I needed to up the ante a bit, so I caught the next bus. The ‘Mark and Andrew’ express bus that is. The two of them just whizzed by me at 30 plus kph (into the wind!), and once I caught up to them I asked it I could ride their bus into town to make the media gig. Seems they both felt a sense of mission in this request and gladly obliged. One guy in front of me, one at the side, we boogied along at a very fine speed and I had virtually no head wind. Ecstacy.
But the story was not as rosy for many other riders. Some got killed by the breeze… oh, and the heat! (38 degrees with the humidex) When people arrived at the end they were dead. If it wasn’t for the community, few of us would have made it. Throughout the day we traveled in fairly large packs, drafting our way in. In a time of great trial we had no choice. Sort of like life again. The toughness of the circumstance forced us into more intimate community. And today that community suffered a bit together… and laughed.

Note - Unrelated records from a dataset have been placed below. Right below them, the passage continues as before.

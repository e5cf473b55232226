use std::sync::Arc;

use tracing::{debug, warn};

use crate::data::{AmmoSet, ReferenceDataset};
use crate::metrics::{StatHandle, StatTable};
use crate::model::Ammo;
use crate::validate::{EndpointKind, EndpointMap};

/// What the driver replays for one method.
#[derive(Debug, Clone)]
pub struct MethodPlan {
    pub method: String,
    pub stat: StatHandle,
    pub endpoint: EndpointKind,
    pub ammo: Vec<Arc<Ammo>>,
}

/// Everything workers share for the whole run. Built once, then read-only
/// apart from the lock-guarded stats.
#[derive(Debug)]
pub struct RunContext {
    dataset: ReferenceDataset,
    stats: StatTable,
    methods: Vec<MethodPlan>,
}

impl RunContext {
    /// Registers one stat per method that has ammo. Methods without ammo are
    /// skipped and get no stat.
    #[must_use]
    pub fn new(dataset: ReferenceDataset, ammo: &AmmoSet, endpoints: &EndpointMap) -> Self {
        let mut stats = StatTable::new();
        let mut methods = Vec::new();
        for (method, entries) in ammo.loaded_methods() {
            let endpoint = endpoints.resolve(method);
            if endpoint == EndpointKind::Unvalidated {
                warn!(
                    "No content validator for {}; checking transport and status only.",
                    method
                );
            }
            methods.push(MethodPlan {
                method: method.to_owned(),
                stat: stats.register(method),
                endpoint,
                ammo: entries.to_vec(),
            });
        }
        let skipped = ammo.method_count().saturating_sub(methods.len());
        if skipped > 0 {
            debug!("Skipping {} methods without ammo", skipped);
        }
        Self {
            dataset,
            stats,
            methods,
        }
    }

    #[must_use]
    pub const fn dataset(&self) -> &ReferenceDataset {
        &self.dataset
    }

    #[must_use]
    pub const fn stats(&self) -> &StatTable {
        &self.stats
    }

    #[must_use]
    pub fn methods(&self) -> &[MethodPlan] {
        &self.methods
    }
}
//! Read-only reference data and ammo, loaded once before any dispatch.
mod ammo_set;
mod dataset;
mod loader;


pub use ammo_set::AmmoSet;
pub use dataset::{ReferenceDataset, ReferenceItem};
pub use loader::{AMMO_FILE, EPG_FILE, MEDIA_ITEMS_FILE, load_ammo, load_dataset};
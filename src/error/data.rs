use std::path::PathBuf;
use thiserror::Error;

/// Failures while loading the reference dataset or the ammo set. All of them
/// abort the run before any request is dispatched.
#[derive(Debug, Error)]
pub enum DataError {
    #[error("Failed to read {path}: {source}")]
    ReadFile {
        path: PathBuf,
        #[source]
        source: std::io::Error,
    },
    #[error("Failed to parse {path}: {source}")]
    ParseJson {
        path: PathBuf,
        #[source]
        source: serde_json::Error,
    },
}
use thiserror::Error;

#[derive(Debug, Error)]
pub enum ValidationError {
    #[error("Duration must not be empty.")]
    DurationEmpty,
    #[error("Invalid duration '{value}'.")]
    InvalidDurationFormat { value: String },
    #[error("Invalid duration '{value}': {source}")]
    InvalidDurationNumber {
        value: String,
        #[source]
        source: std::num::ParseIntError,
    },
    #[error("Duration overflow.")]
    DurationOverflow,
    #[error("Invalid duration unit '{unit}'.")]
    InvalidDurationUnit { unit: String },
    #[error("Duration must be > 0.")]
    DurationZero,
    #[error("Value must be >= {min}.")]
    ValueTooSmall { min: u64 },
    #[error("Invalid value: {source}")]
    InvalidNumber {
        #[source]
        source: std::num::ParseIntError,
    },
    #[error("Invalid host '{value}': {source}")]
    InvalidHost {
        value: String,
        #[source]
        source: url::ParseError,
    },
    #[error("Host '{value}' must be host[:port] without scheme or path.")]
    HostHasPath { value: String },
    #[error("Unknown validator '{value}'. Use media_items, epg, search, or none.")]
    InvalidEndpointKind { value: String },
}
use std::time::Duration;

use reqwest::Client;

use crate::args::{DEFAULT_USER_AGENT, TesterArgs};
use crate::error::AppResult;

/// Idle connections are dropped after this long without a job.
const POOL_IDLE_TIMEOUT: Duration = Duration::from_secs(90);

/// Builds the shared client. The per-request timeout is applied on each call,
/// so only the connect phase is bounded here.
///
/// # Errors
///
/// Returns an error when the TLS backend or connection pool cannot be
/// initialised.
pub fn build_client(args: &TesterArgs) -> AppResult<Client> {
    let client = Client::builder()
        .user_agent(DEFAULT_USER_AGENT)
        .connect_timeout(args.timeout)
        .pool_max_idle_per_host(args.connections.get())
        .pool_idle_timeout(Some(POOL_IDLE_TIMEOUT))
        .build()?;
    Ok(client)
}
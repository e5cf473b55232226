//! Wire and domain types: content ids, reference items, ammo, and API
//! response envelopes.
mod ammo;
mod content;
mod items;
mod responses;


pub use ammo::Ammo;
pub use content::{ContentId, ContentKind};
pub use items::{ChannelInfo, ContentEq, EpgItem, MediaItem, Person, RATING_TOLERANCE};
pub use responses::{EpgItemsResponse, MediaItemsResponse, SearchItem, SearchResponse};
use std::path::{Path, PathBuf};

use tracing::debug;

use crate::args::{DEFAULT_CONFIG_JSON, DEFAULT_CONFIG_TOML};
use crate::error::ConfigError;

use super::types::ConfigFile;

/// Loads a configuration file from the provided path or default locations.
///
/// # Errors
///
/// Returns an error when the config file cannot be read or parsed.
pub fn load_config(path: Option<&str>) -> Result<Option<ConfigFile>, ConfigError> {
    if let Some(path) = path {
        let path = PathBuf::from(path);
        return load_config_file(&path).map(Some);
    }

    for candidate in [DEFAULT_CONFIG_TOML, DEFAULT_CONFIG_JSON] {
        let candidate = PathBuf::from(candidate);
        if candidate.exists() {
            debug!("Using config file {}", candidate.display());
            return load_config_file(&candidate).map(Some);
        }
    }

    Ok(None)
}

pub(crate) fn load_config_file(path: &Path) -> Result<ConfigFile, ConfigError> {
    let content = std::fs::read_to_string(path).map_err(|err| ConfigError::ReadConfig {
        path: path.to_path_buf(),
        source: err,
    })?;
    match path.extension().and_then(|ext| ext.to_str()) {
        Some("toml") => toml::from_str(&content).map_err(|err| ConfigError::ParseToml {
            path: path.to_path_buf(),
            source: err,
        }),
        Some("json") => serde_json::from_str(&content).map_err(|err| ConfigError::ParseJson {
            path: path.to_path_buf(),
            source: err,
        }),
        Some(ext) => Err(ConfigError::UnsupportedExtension {
            ext: ext.to_owned(),
        }),
        None => Err(ConfigError::MissingExtension),
    }
}
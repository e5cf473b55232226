use std::sync::Arc;

use clap::{CommandFactory, FromArgMatches};
use tracing::{error, info, warn};

use crate::args::TesterArgs;
use crate::config::{apply_config, endpoint_map, load_config};
use crate::data::{AmmoSet, ReferenceDataset, load_ammo, load_dataset};
use crate::error::AppResult;
use crate::http::{DispatcherSettings, build_client};
use crate::report::{render, write_report};
use crate::runner::{RunContext, RunSettings, execute};
use crate::validate::EndpointMap;

/// Resolves arguments and config, loads the reference data and replays the
/// ammo. Any error here happens before or instead of a report.
///
/// # Errors
///
/// Returns an error for invalid arguments or config, unreadable data files,
/// or a run that could not be completed.
pub fn run() -> AppResult<()> {
    let matches = TesterArgs::command().get_matches();
    let mut args = TesterArgs::from_arg_matches(&matches)?;

    let config = load_config(args.config.as_deref())?;
    if let Some(config) = config.as_ref() {
        apply_config(&mut args, &matches, config)?;
    }
    let endpoints = endpoint_map(config.as_ref())?;

    crate::logger::init_logging(args.verbose);

    let result = load_inputs(&args).and_then(|(dataset, ammo)| {
        let runtime = tokio::runtime::Builder::new_multi_thread()
            .enable_all()
            .build()?;
        runtime.block_on(run_async(&args, dataset, &ammo, &endpoints))
    });
    if let Err(err) = result.as_ref() {
        error!("{}", err);
    }
    result
}

fn load_inputs(args: &TesterArgs) -> AppResult<(ReferenceDataset, AmmoSet)> {
    let dataset = load_dataset(&args.data_dir)?;
    let ammo = load_ammo(args.ammo_dir())?;
    if args.ammo_dir().is_some() && ammo.is_empty() {
        warn!("Ammo file has no methods; the report will be empty.");
    }
    Ok((dataset, ammo))
}

async fn run_async(
    args: &TesterArgs,
    dataset: ReferenceDataset,
    ammo: &AmmoSet,
    endpoints: &EndpointMap,
) -> AppResult<()> {
    let context = Arc::new(RunContext::new(dataset, ammo, endpoints));
    let client = build_client(args)?;
    let settings = RunSettings {
        base_url: args.host.clone(),
        requests_per_method: args.count.get(),
        dispatcher: DispatcherSettings {
            workers: args.connections,
            queue_capacity: args.queue_capacity,
            request_timeout: args.timeout,
        },
    };
    info!(
        "Target {} with {} workers, {} requests per method",
        settings.base_url,
        settings.dispatcher.workers.get(),
        settings.requests_per_method
    );

    let summary = execute(context, Arc::new(client), &settings).await?;
    let rendered = render(&summary, args)?;
    write_report(&rendered, args.output.as_deref()).await
}
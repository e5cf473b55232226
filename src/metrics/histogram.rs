use hdrhistogram::Histogram;

/// Millisecond latency histogram backing the percentile columns.
#[derive(Debug, Clone)]
pub struct LatencyHistogram {
    hist: Histogram<u64>,
}

impl LatencyHistogram {
    /// Create a new latency histogram.
    ///
    /// # Errors
    ///
    /// Returns an error if the histogram cannot be created.
    pub fn new() -> Result<Self, String> {
        let hist = Histogram::<u64>::new(3)
            .map_err(|err| format!("Failed to create histogram: {}", err))?;
        Ok(Self { hist })
    }

    /// Record a latency value in milliseconds.
    ///
    /// # Errors
    ///
    /// Returns an error if the value cannot be recorded.
    pub fn record(&mut self, latency_ms: u64) -> Result<(), String> {
        let value = latency_ms.max(1);
        self.hist
            .record(value)
            .map_err(|err| format!("Failed to record latency: {}", err))
    }

    #[must_use]
    pub fn percentiles(&self) -> (u64, u64, u64) {
        if self.count() == 0 {
            return (0, 0, 0);
        }

        (
            self.hist.value_at_quantile(0.5),
            self.hist.value_at_quantile(0.9),
            self.hist.value_at_quantile(0.99),
        )
    }

    #[must_use]
    pub fn count(&self) -> u64 {
        self.hist.len()
    }
}
use thiserror::Error;

use super::{ConfigError, DataError, DispatchError};

#[derive(Debug, Error)]
pub enum AppError {
    #[error("I/O error: {source}")]
    Io {
        #[from]
        source: std::io::Error,
    },
    #[error("CLI error: {source}")]
    Clap {
        #[from]
        source: clap::Error,
    },
    #[error("JSON error: {source}")]
    Json {
        #[from]
        source: serde_json::Error,
    },
    #[error("HTTP client error: {source}")]
    Reqwest {
        #[from]
        source: reqwest::Error,
    },
    #[error("Join error: {source}")]
    Join {
        #[from]
        source: tokio::task::JoinError,
    },
    #[error("Configuration error: {0}")]
    Config(#[from] ConfigError),
    #[error("Data error: {0}")]
    Data(#[from] DataError),
    #[error("Dispatch error: {0}")]
    Dispatch(#[from] DispatchError),
}

pub type AppResult<T> = Result<T, AppError>;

At one point of the ride we all stopped at a small café/trailer in Marquette. It was no more that 30 feet by 20 feet and it was filled with cyclists; a sea of sea to sea purple. The feeling in the room was electric. Everyone was smiling and drinking and eating. We were all packed into small booths, sharing our food and conversation. It was so wonderful and no one really wanted to leave all that soon. The wind deepened community continued right into that rest stop place. We loved each other there… our mutual need and respect had a bit of momentum, carrying over and filling that tiny room. Again I found myself feeling so happy.
One of the best memories of the trip.